■ TASK INSTRUCTIONS:
Go through the data below and gather each line containing "auth".

** GIVEN RECORDS follows **

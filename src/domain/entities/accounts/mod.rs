pub mod account;
pub mod role;

pub use account::Account;
pub use role::Role;
//! 비즈니스 로직을 담당하는 서비스 계층 모듈
//!
//! 서비스는 시작 시 한 번 생성되어 `web::Data`로 핸들러에 전달됩니다.
//! 저장소와 외부 연동은 트레이트 객체로 주입받습니다.
//!
//! # Modules
//!
//! - [`auth`] - 계정 해석, OAuth 로그인, JWT 세션
//! - [`accounts`] - 관리자용 계정 조회/역할 변경/삭제
//! - [`audit`] - 관리자 행위 감사 기록
//!
//! # Examples
//!
//! ```rust,ignore
//! use std::sync::Arc;
//! use crate::services::auth::{IdentityResolver, TokenService};
//!
//! let identity = IdentityResolver::new(accounts.clone());
//! let account = identity.resolve(&profile).await?;
//! let tokens = TokenService::from_config().generate_token_pair(&account)?;
//! ```

pub mod auth;
pub mod accounts;
pub mod audit;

** End of GIVEN RECORDS **

■ RESPONSE TO THE TASK:
//! - [`auth`] - 계정 해석, OAuth 로그인, JWT 세션
//! use crate::services::auth::{IdentityResolver, TokenService};
pub mod auth;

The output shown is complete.